The inspiration for this tea cake came from orange sweet rolls I had as a kid. If you are American you probably know the ones I'm talking about - the Pillsbury orange sweet rolls sold in a tube in the refrigerated section? If you don't know them, I'm sure you can imagine a warm, soft cinnamon bun covered in creamy, orange-flavored icing.
The soft dough and orange, cinnamon flavors are what I wanted to honor and recreate, but in a more wholesome and "I could make this any day of the week" convenient sort of way. I think I nailed it.
This tea cake hits all the high notes. The orange and cinnamon flavors come through in a light, not dense, crumb. And though not entirely necessary, it is topped with a creamy, barely sweet, tangy icing that takes it from a breakfast bread to an afternoon tea time treat. I use a combination of light spelt flour, almond flour, olive oil and Greek yogurt to create a tender, moist bread. The orange aroma from orange zest and juice permeate the cake and a simple dusting of cinnamon sugar on top of half the batter before pouring over the other half mimic the cinnamon swirled inside cinnamon rolls. The "icing" is made with quark, a fresh soft cheese popular here, similar to labneh or Greek yogurt, and barely sweetened with maple syrup and more orange zest. Other dairy alternatives for quark as well as suggestions for making the entire tea cake dairy free are in the recipe footnotes.
Orange Danish Tea Cake
Makes 1 loaf
- Zest 1 1/2 medium oranges
- 1/2 cup (81 gr) unrefined natural cane sugar (muscovado)
- 1/2 cup (125 ml) extra-virgin olive oil
- 2 large eggs, at room temp
- 1 cup (152 gr) light spelt flour
- 1/2 cup (63) almond flour
- 1 tsp. baking powder
- 1/4 tsp. baking soda
- 1 tsp. ground cinnamon
- 1/2 tsp. salt
- 1/3 cup (80 ml) Greek yogurt (or coconut milk)
- 2 Tbsp. (30 ml) orange juice
Cinnamon Sugar Layer
- 1 tsp. muscovado sugar
- 1 tsp. ground cinnamon
- 1/2 cup (131 gr) quark
- 1 1/2 Tbsp. maple syrup
- Zest from remaining 1/2 orange
- 1 Tbsp. orange juice
- Pinch salt
- Heat oven to 350°F/176°C. Pour a little olive oil in a 9x5" (23x13 cm) loaf pan and spread it around with your fingers to thoroughly coat bottom and sides.

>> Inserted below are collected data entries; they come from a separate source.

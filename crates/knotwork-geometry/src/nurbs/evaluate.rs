//! Point and derivative evaluation for rational B-spline curves and surfaces.
//!
//! Control points are given in homogeneous form `(x*w, y*w, z*w, w)`; the
//! polynomial evaluation happens in 4D and the rational projection is applied
//! last.

use knotwork_core::{NurbsError, Result, Tolerance};
use knotwork_math::{HomogeneousPoint, Point3, Vector3, DVec3};

use super::basis::{basis_function_derivatives, basis_functions};
use super::knot::KnotVector;

/// Binomial coefficient `n choose k` as `f64`.
pub fn binomial(n: usize, k: usize) -> f64 {
    if k > n {
        return 0.0;
    }
    let k = k.min(n - k);
    (0..k).fold(1.0, |acc, i| acc * (n - i) as f64 / (i + 1) as f64)
}

fn check_weight(w: f64) -> Result<()> {
    if w.abs() < Tolerance::EPSILON {
        return Err(NurbsError::DegenerateGeometry(
            "weight sum vanishes at parameter".into(),
        ));
    }
    Ok(())
}

/// Evaluate the homogeneous curve point at `t`.
pub fn curve_point(
    degree: usize,
    knots: &KnotVector,
    points: &[HomogeneousPoint],
    t: f64,
) -> Result<HomogeneousPoint> {
    let n = points.len() - 1;
    let span = knots.find_span(degree, n, t)?;
    let basis = basis_functions(degree, knots, span, t);

    Ok(basis
        .iter()
        .enumerate()
        .fold(HomogeneousPoint::ZERO, |acc, (i, &b)| {
            acc + b * points[span - degree + i]
        }))
}

/// Evaluate a rational curve point at `t`, projected to Cartesian space.
pub fn rational_curve_point(
    degree: usize,
    knots: &KnotVector,
    points: &[HomogeneousPoint],
    t: f64,
) -> Result<Point3> {
    let h = curve_point(degree, knots, points, t)?;
    check_weight(h.w)?;
    Ok(h.truncate() / h.w)
}

/// Derivatives of the homogeneous curve up to `order` (index 0 is the point).
pub fn curve_derivatives(
    degree: usize,
    knots: &KnotVector,
    points: &[HomogeneousPoint],
    t: f64,
    order: usize,
) -> Result<Vec<HomogeneousPoint>> {
    let n = points.len() - 1;
    let span = knots.find_span(degree, n, t)?;
    let ders = basis_function_derivatives(degree, knots, span, t, order);

    Ok(ders
        .iter()
        .map(|row| {
            row.iter().enumerate().fold(HomogeneousPoint::ZERO, |acc, (j, &b)| {
                acc + b * points[span - degree + j]
            })
        })
        .collect())
}

/// Cartesian derivatives of a rational curve up to `order`.
///
/// `C^(k) = (A^(k) - sum_{i=1..k} C(k,i) w^(i) C^(k-i)) / w`, where `A` and `w`
/// are the spatial and weight parts of the homogeneous derivatives.
pub fn rational_curve_derivatives(
    degree: usize,
    knots: &KnotVector,
    points: &[HomogeneousPoint],
    t: f64,
    order: usize,
) -> Result<Vec<Vector3>> {
    let hders = curve_derivatives(degree, knots, points, t, order)?;
    let w0 = hders[0].w;
    check_weight(w0)?;

    let mut ck: Vec<Vector3> = Vec::with_capacity(order + 1);
    for k in 0..=order {
        let mut v = hders[k].truncate();
        for i in 1..=k {
            v -= binomial(k, i) * hders[i].w * ck[k - i];
        }
        ck.push(v / w0);
    }
    Ok(ck)
}

/// Evaluate a homogeneous surface point at `(u, v)`.
///
/// Each row of the grid is collapsed along `v` first; the resulting
/// intermediate points are then blended by the `u` basis.
#[allow(clippy::too_many_arguments)]
pub fn surface_point(
    degree_u: usize,
    degree_v: usize,
    knots_u: &KnotVector,
    knots_v: &KnotVector,
    points: &[Vec<HomogeneousPoint>],
    u: f64,
    v: f64,
) -> Result<HomogeneousPoint> {
    let n_u = points.len() - 1;
    let span_u = knots_u.find_span(degree_u, n_u, u)?;
    let basis_u = basis_functions(degree_u, knots_u, span_u, u);

    let n_v = points[0].len() - 1;
    let span_v = knots_v.find_span(degree_v, n_v, v)?;
    let basis_v = basis_functions(degree_v, knots_v, span_v, v);

    let mut point = HomogeneousPoint::ZERO;
    for (i, &bu) in basis_u.iter().enumerate() {
        let row = &points[span_u - degree_u + i];
        let temp = basis_v
            .iter()
            .enumerate()
            .fold(HomogeneousPoint::ZERO, |acc, (j, &bv)| {
                acc + bv * row[span_v - degree_v + j]
            });
        point += bu * temp;
    }

    Ok(point)
}

/// Evaluate a rational surface point at `(u, v)`.
#[allow(clippy::too_many_arguments)]
pub fn rational_surface_point(
    degree_u: usize,
    degree_v: usize,
    knots_u: &KnotVector,
    knots_v: &KnotVector,
    points: &[Vec<HomogeneousPoint>],
    u: f64,
    v: f64,
) -> Result<Point3> {
    let h = surface_point(degree_u, degree_v, knots_u, knots_v, points, u, v)?;
    check_weight(h.w)?;
    Ok(h.truncate() / h.w)
}

/// Mixed partial derivatives of the homogeneous surface.
///
/// `skl[k][l]` is the derivative taken `k` times in `u` and `l` times in `v`,
/// for `k + l <= order`; entries above that are zero.
#[allow(clippy::too_many_arguments)]
pub fn surface_derivatives(
    degree_u: usize,
    degree_v: usize,
    knots_u: &KnotVector,
    knots_v: &KnotVector,
    points: &[Vec<HomogeneousPoint>],
    u: f64,
    v: f64,
    order: usize,
) -> Result<Vec<Vec<HomogeneousPoint>>> {
    let n_u = points.len() - 1;
    let span_u = knots_u.find_span(degree_u, n_u, u)?;
    let ders_u = basis_function_derivatives(degree_u, knots_u, span_u, u, order);

    let n_v = points[0].len() - 1;
    let span_v = knots_v.find_span(degree_v, n_v, v)?;
    let ders_v = basis_function_derivatives(degree_v, knots_v, span_v, v, order);

    let mut skl = vec![vec![HomogeneousPoint::ZERO; order + 1]; order + 1];
    let mut temp = vec![HomogeneousPoint::ZERO; degree_v + 1];

    for k in 0..=order {
        for (s, slot) in temp.iter_mut().enumerate() {
            *slot = ders_u[k]
                .iter()
                .enumerate()
                .fold(HomogeneousPoint::ZERO, |acc, (r, &b)| {
                    acc + b * points[span_u - degree_u + r][span_v - degree_v + s]
                });
        }
        for l in 0..=(order - k) {
            skl[k][l] = temp
                .iter()
                .zip(&ders_v[l])
                .fold(HomogeneousPoint::ZERO, |acc, (&p, &b)| acc + b * p);
        }
    }

    Ok(skl)
}

/// Cartesian mixed partial derivatives of a rational surface, `k + l <= order`.
#[allow(clippy::too_many_arguments)]
pub fn rational_surface_derivatives(
    degree_u: usize,
    degree_v: usize,
    knots_u: &KnotVector,
    knots_v: &KnotVector,
    points: &[Vec<HomogeneousPoint>],
    u: f64,
    v: f64,
    order: usize,
) -> Result<Vec<Vec<Vector3>>> {
    let hders = surface_derivatives(degree_u, degree_v, knots_u, knots_v, points, u, v, order)?;
    let w00 = hders[0][0].w;
    check_weight(w00)?;

    let mut skl = vec![vec![DVec3::ZERO; order + 1]; order + 1];
    for k in 0..=order {
        for l in 0..=(order - k) {
            let mut val = hders[k][l].truncate();
            for j in 1..=l {
                val -= binomial(l, j) * hders[0][j].w * skl[k][l - j];
            }
            for i in 1..=k {
                val -= binomial(k, i) * hders[i][0].w * skl[k - i][l];
                let mut inner = DVec3::ZERO;
                for j in 1..=l {
                    inner += binomial(l, j) * hders[i][j].w * skl[k - i][l - j];
                }
                val -= binomial(k, i) * inner;
            }
            skl[k][l] = val / w00;
        }
    }

    Ok(skl)
}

- In a large bowl use your fingers to rub orange zest into sugar to release the oils. Whisk in oil until smooth. Add the eggs one at a time, and whisk until combined.

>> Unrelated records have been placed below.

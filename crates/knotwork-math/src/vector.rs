//! Free functions over `glam` vectors that the kernel needs beyond `DVec3`'s own API.

use crate::{HomogeneousPoint, Point3, Vector3};

/// A unit vector perpendicular to `v`.
///
/// The helper axis is the world axis least aligned with `v`, so the result is
/// well conditioned for any non-zero input. Returns `Vector3::ZERO` for a zero
/// vector.
pub fn perpendicular_to(v: Vector3) -> Vector3 {
    let len = v.length();
    if len == 0.0 {
        return Vector3::ZERO;
    }
    let d = v / len;
    let helper = if d.x.abs() < 0.9 { Vector3::X } else { Vector3::Y };
    d.cross(helper).normalize()
}

/// Distance from `p` to the closed segment `[a, b]`.
pub fn distance_to_segment(p: Point3, a: Point3, b: Point3) -> f64 {
    let ab = b - a;
    let len_sq = ab.length_squared();
    if len_sq == 0.0 {
        return (p - a).length();
    }
    let t = ((p - a).dot(ab) / len_sq).clamp(0.0, 1.0);
    (p - (a + ab * t)).length()
}

/// Lift a Cartesian point with weight `w` to homogeneous coordinates.
pub fn to_homogeneous(p: Point3, w: f64) -> HomogeneousPoint {
    HomogeneousPoint::new(p.x * w, p.y * w, p.z * w, w)
}

/// Project a homogeneous point back to Cartesian space.
///
/// A zero weight returns the unprojected position; callers that can produce
/// one are expected to have rejected it earlier.
pub fn from_homogeneous(h: HomogeneousPoint) -> Point3 {
    if h.w == 0.0 {
        h.truncate()
    } else {
        h.truncate() / h.w
    }
}
//! B-spline basis functions and their derivatives (Cox–de Boor, evaluated bottom-up).
//!
//! Quotients whose denominator is a zero-length knot span are taken as zero.
//! This is the usual convention for `0/0` terms at repeated knots.

/// `1 / x`, or zero for a zero-length span.
#[inline]
fn reciprocal(x: f64) -> f64 {
    if x == 0.0 {
        0.0
    } else {
        1.0 / x
    }
}

/// Compute the non-vanishing basis functions at parameter `t`.
///
/// Returns a vector of `degree + 1` basis function values N_{span-degree,degree}(t)
/// through N_{span,degree}(t).
///
/// # Arguments
/// * `degree` - Degree of the B-spline
/// * `knots` - The knot vector
/// * `span` - The knot span index (from `KnotVector::find_span`)
/// * `t` - Parameter value
pub fn basis_functions(degree: usize, knots: &[f64], span: usize, t: f64) -> Vec<f64> {
    let mut n = vec![0.0; degree + 1];
    let mut left = vec![0.0; degree + 1];
    let mut right = vec![0.0; degree + 1];

    n[0] = 1.0;

    for j in 1..=degree {
        left[j] = t - knots[span + 1 - j];
        right[j] = knots[span + j] - t;
        let mut saved = 0.0;

        for r in 0..j {
            let temp = n[r] * reciprocal(right[r + 1] + left[j - r]);
            n[r] = saved + right[r + 1] * temp;
            saved = left[j - r] * temp;
        }

        n[j] = saved;
    }

    n
}

/// Compute the non-vanishing basis functions and their derivatives up to `order`.
///
/// Returns `ders` with `order + 1` rows of `degree + 1` entries, where
/// `ders[k][j]` is the k-th derivative of N_{span-degree+j,degree}(t).
/// Rows above `degree` are all zero: a degree-p polynomial has no
/// (p+1)-th derivative.
pub fn basis_function_derivatives(
    degree: usize,
    knots: &[f64],
    span: usize,
    t: f64,
    order: usize,
) -> Vec<Vec<f64>> {
    let p = degree;

    // ndu holds basis values in the upper triangle and knot differences in the lower
    let mut ndu = vec![vec![0.0; p + 1]; p + 1];
    let mut left = vec![0.0; p + 1];
    let mut right = vec![0.0; p + 1];

    ndu[0][0] = 1.0;

    for j in 1..=p {
        left[j] = t - knots[span + 1 - j];
        right[j] = knots[span + j] - t;
        let mut saved = 0.0;

        for r in 0..j {
            // Lower triangle
            ndu[j][r] = right[r + 1] + left[j - r];
            let temp = ndu[r][j - 1] * reciprocal(ndu[j][r]);

            // Upper triangle
            ndu[r][j] = saved + right[r + 1] * temp;
            saved = left[j - r] * temp;
        }
        ndu[j][j] = saved;
    }

    let mut ders = vec![vec![0.0; p + 1]; order + 1];
    for j in 0..=p {
        ders[0][j] = ndu[j][p];
    }

    let max_k = order.min(p);
    let mut a = vec![vec![0.0; p + 1]; 2];

    for r in 0..=p {
        let mut s1 = 0usize;
        let mut s2 = 1usize;
        a[0][0] = 1.0;

        for k in 1..=max_k {
            let mut d = 0.0;
            let rk = r as isize - k as isize;
            let pk = p - k;

            if rk >= 0 {
                a[s2][0] = a[s1][0] * reciprocal(ndu[pk + 1][rk as usize]);
                d = a[s2][0] * ndu[rk as usize][pk];
            }

            let j1 = if rk >= -1 { 1 } else { (-rk) as usize };
            let j2 = if r as isize - 1 <= pk as isize { k - 1 } else { p - r };

            for j in j1..=j2 {
                let idx = (rk + j as isize) as usize;
                a[s2][j] = (a[s1][j] - a[s1][j - 1]) * reciprocal(ndu[pk + 1][idx]);
                d += a[s2][j] * ndu[idx][pk];
            }

            if r <= pk {
                a[s2][k] = -a[s1][k - 1] * reciprocal(ndu[pk + 1][r]);
                d += a[s2][k] * ndu[r][pk];
            }

            ders[k][r] = d;
            std::mem::swap(&mut s1, &mut s2);
        }
    }

    // Multiply through by p! / (p - k)!
    let mut factor = p as f64;
    for k in 1..=max_k {
        for val in ders[k].iter_mut() {
            *val *= factor;
        }
        factor *= (p - k) as f64;
    }

    ders
}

- In a small bowl combine flour, baking powder, baking soda, cinnamon, and salt.
- In another small bowl or measuring cup, combine Greek yogurt and orange juice.
- Add flour and liquid mixtures to the oil-sugar mixture, alternating between them, beginning and ending with flour. Do not overmix.
- In a small saucer, combine cinnamon sugar layer. Pour half the batter in prepared loaf pan. Sprinkle over cinnamon sugar, covering the entire surface up to all sides of the pan. Pour the remaining batter over the cinnamon sugar, gently spreading it from the center out to cover and smooth the top.
- Bake for 40 - 55 minutes, until a thin knife or toothpick comes out clean. (Mine took exactly 40 minutes in a convection oven.)
- Let tea cake cool in pan for 10 minutes, then run a knife around the sides and invert onto a cooling rack. Cool completely before topping.
- Make topping: Mix all ingredients in a small bowl. Spread over cooled cake. Slice and enjoy!
*Loaf cake technique adapted from Smitten Kitchen
Substitutions: Labneh or softened cream cheese (cut with some Green yogurt) can replace the quark.
Dairy-Free Substitutions: Make coconut cream to replace quark in the topping. And for the Greek yogurt in the cake, I have not tried it but imagine well-shaken full fat coconut milk would work well.